Was the child a risk taker in their design process or product?
Was the child's idea imaginative or strictly functional?
Was it difficult for the child to see any ideas beyond a backpack?
There is not a “right” or “better” answer when considering these questions. You are simply trying to learn more about how each particular child thinks. After a few such experiences with a child, when you better know the child, then the assessment becomes more personalized, and it is easier to monitor whether each child has reached his or her potential.
In this particular lesson, a lot of the final product's success lies in fine motor skill development which varies based upon the physical development of each child as well as the child's age. A few months make a huge difference in kindergarten.

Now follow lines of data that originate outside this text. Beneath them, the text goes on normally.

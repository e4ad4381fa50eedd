use quick_xml::Writer;
use quick_xml::events::{BytesEnd, BytesStart, BytesText, Event};
use serde::{Deserialize, Serialize};
use std::io::Write;
use std::path::Path;
use tracing::debug;

use crate::model::Node;
use crate::registry::SVG_NS;

const PROLOG: &str = r#"<?xml version="1.0" encoding="utf-8"?>"#;

#[derive(Debug, thiserror::Error)]
pub enum WriteError {
    #[error("xml error: {0}")]
    Xml(#[from] quick_xml::Error),

    #[error("io error: {0}")]
    Io(#[from] std::io::Error),
}

pub type WriteResult<T> = Result<T, WriteError>;

/// Output settings for [`render_document_with`].
#[derive(Debug, Clone, PartialEq, Eq, Serialize, Deserialize)]
#[serde(default)]
pub struct RenderOptions {
    /// Written as the root element's `xmlns`, replacing any stored value.
    pub namespace: String,
    /// Spaces per nesting level; `None` writes everything on one line.
    pub indent: Option<usize>,
}

impl RenderOptions {
    pub fn pretty() -> Self {
        Self {
            indent: Some(2),
            ..Self::default()
        }
    }
}

impl Default for RenderOptions {
    fn default() -> Self {
        Self {
            namespace: SVG_NS.to_string(),
            indent: None,
        }
    }
}

/// Render `root` as a standalone SVG document, two-space indented when
/// `pretty` is set.
pub fn render_document(root: &Node, pretty: bool) -> WriteResult<Vec<u8>> {
    let options = if pretty {
        RenderOptions::pretty()
    } else {
        RenderOptions::default()
    };
    render_document_with(root, &options)
}

pub fn render_document_with(root: &Node, options: &RenderOptions) -> WriteResult<Vec<u8>> {
    let mut out = Vec::with_capacity(PROLOG.len() + 1);
    out.extend_from_slice(PROLOG.as_bytes());
    out.push(b'\n');

    let out = match options.indent {
        Some(size) => {
            let mut writer = Writer::new_with_indent(out, b' ', size);
            write_node(&mut writer, root, Some(&options.namespace))?;
            writer.into_inner()
        }
        None => {
            let mut writer = Writer::new(out);
            write_node(&mut writer, root, Some(&options.namespace))?;
            writer.into_inner()
        }
    };
    debug!(root = root.tag(), bytes = out.len(), "rendered document");
    Ok(out)
}

pub fn render_document_to_path<P: AsRef<Path>>(
    root: &Node,
    options: &RenderOptions,
    path: P,
) -> WriteResult<()> {
    let bytes = render_document_with(root, options)?;
    std::fs::write(path, bytes)?;
    Ok(())
}

/// `namespace` is only set for the document element.
fn write_node<W: Write>(
    writer: &mut Writer<W>,
    node: &Node,
    namespace: Option<&str>,
) -> WriteResult<()> {
    let attrs = node.encoded_attrs();
    let mut start = BytesStart::new(node.tag());
    if let Some(ns) = namespace {
        start.push_attribute(("xmlns", ns));
    }
    for (key, value) in &attrs {
        if namespace.is_some() && key == "xmlns" {
            continue;
        }
        start.push_attribute((key.as_str(), value.as_str()));
    }

    if node.children().is_empty() && node.text().is_empty() {
        writer.write_event(Event::Empty(start))?;
        return Ok(());
    }

    writer.write_event(Event::Start(start))?;
    if node.children().is_empty() {
        writer.write_event(Event::Text(BytesText::new(node.text())))?;
    } else {
        for child in node.children() {
            write_node(writer, child, None)?;
        }
    }
    writer.write_event(Event::End(BytesEnd::new(node.tag())))?;
    Ok(())
}

#[cfg(test)]
mod tests {
    use super::*;
    use crate::model::Point;

    fn render_str(root: &Node, pretty: bool) -> String {
        String::from_utf8(render_document(root, pretty).unwrap()).unwrap()
    }

    #[test]
    fn compact_output_has_prolog_and_forced_namespace() {
        let mut root = Node::root();
        root.set_attr("xmlns", "urn:wrong").set_attr("width", "10");
        let out = render_str(&root, false);
        assert_eq!(
            out,
            "<?xml version=\"1.0\" encoding=\"utf-8\"?>\n\
             <svg xmlns=\"http://www.w3.org/2000/svg\" width=\"10\"/>"
        );
    }

    #[test]
    fn pretty_output_indents_two_spaces() {
        let mut group = Node::group();
        group.add_child(Node::circle(Point::new(1.0, 2.0), 3.0));
        let mut root = Node::root();
        root.add_child(group);
        let out = render_str(&root, true);
        let expected = "<?xml version=\"1.0\" encoding=\"utf-8\"?>\n\
            <svg xmlns=\"http://www.w3.org/2000/svg\">\n  \
            <g>\n    \
            <circle cx=\"1\" cy=\"2\" r=\"3\"/>\n  \
            </g>\n\
            </svg>";
        assert_eq!(out, expected);
    }

    #[test]
    fn text_is_escaped_and_kept_inline() {
        let mut root = Node::root();
        root.add_child(Node::style("a > b & c"));
        let out = render_str(&root, true);
        assert!(out.contains("<style>a &gt; b &amp; c</style>"), "{out}");
    }

    #[test]
    fn text_is_dropped_when_children_exist() {
        let mut group = Node::group();
        group.set_text("ignored");
        group.add_child(Node::new("desc"));
        let out = render_str(&group, false);
        assert!(!out.contains("ignored"), "{out}");
        assert!(out.ends_with("<g xmlns=\"http://www.w3.org/2000/svg\"><desc/></g>"));
    }

    #[test]
    fn only_the_root_gets_a_namespace() {
        let mut root = Node::root();
        let mut child = Node::new("metadata");
        child.set_attr("xmlns", "urn:kept");
        root.add_child(child);
        let out = render_str(&root, false);
        assert!(out.contains("<metadata xmlns=\"urn:kept\"/>"), "{out}");
    }

    #[test]
    fn options_use_serde_defaults() {
        let options: RenderOptions = serde_json::from_str(r#"{"indent":4}"#).unwrap();
        assert_eq!(options.namespace, SVG_NS);
        assert_eq!(options.indent, Some(4));
        assert_eq!(RenderOptions::pretty().indent, Some(2));
    }

    #[test]
    fn custom_namespace_is_applied() {
        let options = RenderOptions {
            namespace: "urn:test".to_string(),
            indent: None,
        };
        let out = render_document_with(&Node::new("doc"), &options).unwrap();
        assert!(String::from_utf8(out).unwrap().ends_with("<doc xmlns=\"urn:test\"/>"));
    }
}
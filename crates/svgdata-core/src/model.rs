use serde::Serialize;

use crate::attrs::AttrMap;
use crate::parse::{ParseError, ParseResult};
use crate::path::{PathData, format_points, parse_points};
use crate::serde_f64::{self, fmt_f64};

#[derive(Debug, Clone, Copy, Default, PartialEq, Serialize)]
pub struct Point {
    #[serde(serialize_with = "serde_f64::ser_f64_compact")]
    pub x: f64,
    #[serde(serialize_with = "serde_f64::ser_f64_compact")]
    pub y: f64,
}

impl Point {
    pub const fn new(x: f64, y: f64) -> Self {
        Self { x, y }
    }
}

impl From<(f64, f64)> for Point {
    fn from((x, y): (f64, f64)) -> Self {
        Self { x, y }
    }
}

#[derive(Debug, Clone, Default, PartialEq, Serialize)]
pub struct Circle {
    pub center: Point,
    #[serde(serialize_with = "serde_f64::ser_f64_compact")]
    pub radius: f64,
}

#[derive(Debug, Clone, Default, PartialEq, Serialize)]
pub struct Rect {
    #[serde(serialize_with = "serde_f64::ser_f64_compact")]
    pub x: f64,
    #[serde(serialize_with = "serde_f64::ser_f64_compact")]
    pub y: f64,
    #[serde(serialize_with = "serde_f64::ser_f64_compact")]
    pub width: f64,
    #[serde(serialize_with = "serde_f64::ser_f64_compact")]
    pub height: f64,
}

impl Rect {
    pub fn from_bounds(min: Point, max: Point) -> Self {
        Self {
            x: min.x,
            y: min.y,
            width: max.x - min.x,
            height: max.y - min.y,
        }
    }

    pub fn min(&self) -> Point {
        Point::new(self.x, self.y)
    }

    pub fn max(&self) -> Point {
        Point::new(self.x + self.width, self.y + self.height)
    }
}

/// Point list of a `<polyline>` or `<polygon>`.
#[derive(Debug, Clone, Default, PartialEq, Serialize)]
pub struct Polyshape {
    pub points: Vec<Point>,
}

/// Typed payload of a node. Passthrough kinds carry nothing beyond the
/// node's attributes and children.
#[derive(Debug, Clone, PartialEq, Serialize)]
#[serde(tag = "kind", content = "data", rename_all = "snake_case")]
pub enum Element {
    Root,
    Group,
    Style,
    Unknown,
    Circle(Circle),
    Rect(Rect),
    Path(PathData),
    Polyline(Polyshape),
    Polygon(Polyshape),
}

impl Element {
    /// Consume the attributes this kind models from `attrs`.
    fn decode(&mut self, tag: &str, attrs: &mut AttrMap) -> ParseResult<()> {
        match self {
            Element::Root | Element::Group | Element::Style | Element::Unknown => {}
            Element::Circle(circle) => {
                circle.center.x = extract_length_or_zero(tag, attrs, "cx")?;
                circle.center.y = extract_length_or_zero(tag, attrs, "cy")?;
                circle.radius = extract_length_or_zero(tag, attrs, "r")?;
            }
            Element::Rect(rect) => {
                rect.x = extract_length_or_zero(tag, attrs, "x")?;
                rect.y = extract_length_or_zero(tag, attrs, "y")?;
                rect.width = extract_required_length(tag, attrs, "width")?;
                rect.height = extract_required_length(tag, attrs, "height")?;
            }
            Element::Path(path) => {
                let d = attrs.remove("d").unwrap_or_default();
                *path = PathData::parse(&d).map_err(|source| ParseError::InvalidPath {
                    element: tag.to_string(),
                    attribute: "d",
                    source,
                })?;
            }
            Element::Polyline(shape) | Element::Polygon(shape) => {
                let points = attrs.remove("points").unwrap_or_default();
                shape.points = parse_points(&points).map_err(|source| ParseError::InvalidPath {
                    element: tag.to_string(),
                    attribute: "points",
                    source,
                })?;
            }
        }
        Ok(())
    }

    /// Write the modeled fields into `attrs`, a copy of the stored map.
    fn encode(&self, attrs: &mut AttrMap) {
        match self {
            Element::Root | Element::Group | Element::Style | Element::Unknown => {}
            Element::Circle(circle) => {
                attrs.insert("cx", fmt_f64(circle.center.x));
                attrs.insert("cy", fmt_f64(circle.center.y));
                attrs.insert("r", fmt_f64(circle.radius));
            }
            Element::Rect(rect) => {
                attrs.insert("x", fmt_f64(rect.x));
                attrs.insert("y", fmt_f64(rect.y));
                attrs.insert("width", fmt_f64(rect.width));
                attrs.insert("height", fmt_f64(rect.height));
            }
            Element::Path(path) => {
                if !path.is_empty() {
                    attrs.insert("d", path.to_string());
                }
            }
            Element::Polyline(shape) | Element::Polygon(shape) => {
                if !shape.points.is_empty() {
                    attrs.insert("points", format_points(&shape.points));
                }
            }
        }
    }
}

fn extract_length_or_zero(tag: &str, attrs: &mut AttrMap, key: &'static str) -> ParseResult<f64> {
    attrs
        .extract_length_or(key, 0.0)
        .map_err(|source| ParseError::InvalidLength {
            element: tag.to_string(),
            attribute: key,
            source,
        })
}

/// An unparsable value counts as missing.
fn extract_required_length(tag: &str, attrs: &mut AttrMap, key: &'static str) -> ParseResult<f64> {
    let missing = |source| ParseError::MissingAttribute {
        element: tag.to_string(),
        attribute: key,
        source,
    };
    attrs
        .extract_length(key)
        .map_err(|err| missing(Some(err)))?
        .ok_or_else(|| missing(None))
}

/// One element of the document tree.
///
/// Children are owned by their parent. Text is only written out when the
/// node has no children.
#[derive(Debug, Clone, PartialEq, Serialize)]
pub struct Node {
    tag: String,

    #[serde(skip_serializing_if = "AttrMap::is_empty")]
    attrs: AttrMap,

    element: Element,

    #[serde(skip_serializing_if = "String::is_empty")]
    text: String,

    #[serde(skip_serializing_if = "Vec::is_empty")]
    children: Vec<Node>,
}

impl Node {
    /// A passthrough node: attributes and children are kept as-is.
    pub fn new(tag: impl Into<String>) -> Self {
        Self::with_element(tag, Element::Unknown)
    }

    pub fn with_element(tag: impl Into<String>, element: Element) -> Self {
        Self {
            tag: tag.into(),
            attrs: AttrMap::new(),
            element,
            text: String::new(),
            children: Vec::new(),
        }
    }

    /// The `<svg>` document element.
    pub fn root() -> Self {
        Self::with_element("svg", Element::Root)
    }

    pub fn group() -> Self {
        Self::with_element("g", Element::Group)
    }

    pub fn style(css: impl Into<String>) -> Self {
        let mut node = Self::with_element("style", Element::Style);
        node.text = css.into();
        node
    }

    pub fn circle(center: Point, radius: f64) -> Self {
        Self::with_element("circle", Element::Circle(Circle { center, radius }))
    }

    pub fn rect(x: f64, y: f64, width: f64, height: f64) -> Self {
        Self::with_element(
            "rect",
            Element::Rect(Rect {
                x,
                y,
                width,
                height,
            }),
        )
    }

    pub fn rect_from_bounds(min: Point, max: Point) -> Self {
        Self::with_element("rect", Element::Rect(Rect::from_bounds(min, max)))
    }

    pub fn path(data: PathData) -> Self {
        Self::with_element("path", Element::Path(data))
    }

    pub fn polyline(points: Vec<Point>) -> Self {
        Self::with_element("polyline", Element::Polyline(Polyshape { points }))
    }

    pub fn polygon(points: Vec<Point>) -> Self {
        Self::with_element("polygon", Element::Polygon(Polyshape { points }))
    }

    pub fn tag(&self) -> &str {
        &self.tag
    }

    pub(crate) fn set_tag(&mut self, tag: impl Into<String>) {
        self.tag = tag.into();
    }

    pub fn element(&self) -> &Element {
        &self.element
    }

    pub fn element_mut(&mut self) -> &mut Element {
        &mut self.element
    }

    /// Stored attributes, excluding those modeled by [`Node::element`].
    pub fn attrs(&self) -> &AttrMap {
        &self.attrs
    }

    pub fn attrs_mut(&mut self) -> &mut AttrMap {
        &mut self.attrs
    }

    pub fn set_attr(&mut self, key: impl Into<String>, value: impl Into<String>) -> &mut Self {
        self.attrs.insert(key, value);
        self
    }

    pub fn children(&self) -> &[Node] {
        &self.children
    }

    pub fn children_mut(&mut self) -> &mut Vec<Node> {
        &mut self.children
    }

    pub fn add_child(&mut self, child: Node) -> &mut Self {
        self.children.push(child);
        self
    }

    pub fn text(&self) -> &str {
        &self.text
    }

    pub fn set_text(&mut self, text: impl Into<String>) {
        self.text = text.into();
    }

    /// Attributes as written out: a fresh copy of the stored map with the
    /// element's modeled fields added. The stored map is left untouched.
    pub fn encoded_attrs(&self) -> AttrMap {
        let mut attrs = self.attrs.clone();
        self.element.encode(&mut attrs);
        attrs
    }

    /// Move modeled attributes out of the stored map into the element.
    pub(crate) fn decode_attrs(&mut self) -> ParseResult<()> {
        self.element.decode(&self.tag, &mut self.attrs)
    }
}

Enrichment Extension Activities
1. This lesson could easily work its way into writing and reading projects. A photo can be taken of the child and his or her Dream Bag and they can write about their process by way of a procedural writing format. For creative writing, the child could write about their adventures using their Dream Bag. For a home connection, have the children place some note paper in their Dream Bag and wear the bag home. Have their parents write a message about the Dream Bag on the note paper and place it in their bag. When they return to school wearing their Dream Bag, they can take out the notes and you can read them to the class.
2. If a teacher were to use this lesson with older children, a prototype building component could be added where the children first use small paper lunch bags to build their prototype. Through this experience, they figure out what they need to change and then build the larger grocery bag-size model later.